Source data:
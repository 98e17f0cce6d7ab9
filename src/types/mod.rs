//! Core types for capture analysis.
//!
//! ## Architecture
//!
//! - [`PacketRecord`] is the parsed packet handed over by the capture layer
//! - [`SessionKey`] identifies one RTP media session, [`GroupKey`] its
//!   five-tuple + SSRC projection that receives a [`GroupId`]
//! - [`CompletedFrame`] is a reassembled frame reported by an accumulator
//! - [`FrameRecord`] is the normalized, exported frame row
//! - [`StreamStats`] carries the periodic transport counters
//!
//! ## Usage Example
//!
//! ```rust
//! use rtp_playout::types::{FiveTuple, MediaType, SessionKey, StreamType};
//! use std::net::Ipv4Addr;
//!
//! let flow = FiveTuple::udp(Ipv4Addr::new(10, 0, 0, 1), 8801, Ipv4Addr::new(10, 0, 0, 2), 50000);
//! let video = SessionKey { five_tuple: flow, ssrc: 7, media_type: MediaType::Video, stream_type: StreamType::Media };
//! let fec = SessionKey { stream_type: StreamType::Fec, ..video };
//!
//! assert_ne!(video, fec);
//! assert_eq!(video.group_key(), fec.group_key());
//! ```

mod capture_time;
mod five_tuple;
mod frame;
mod packet;
mod session_key;
mod stats;

pub use capture_time::CaptureTime;
pub use five_tuple::{FiveTuple, IPPROTO_UDP};
pub use frame::{CompletedFrame, FrameRecord};
pub use packet::{PacketMeta, PacketRecord};
pub use session_key::{GroupId, GroupKey, MediaType, SessionKey, StreamType};
pub use stats::StreamStats;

Your instructions:
Copy each line above that contains the word "flow".

Solution for this exercise:
//! let flow = FiveTuple::udp(Ipv4Addr::new(10, 0, 0, 1), 8801, Ipv4Addr::new(10, 0, 0, 2), 50000);
//! let video = SessionKey { five_tuple: flow, ssrc: 7, media_type: MediaType::Video, stream_type: StreamType::Media };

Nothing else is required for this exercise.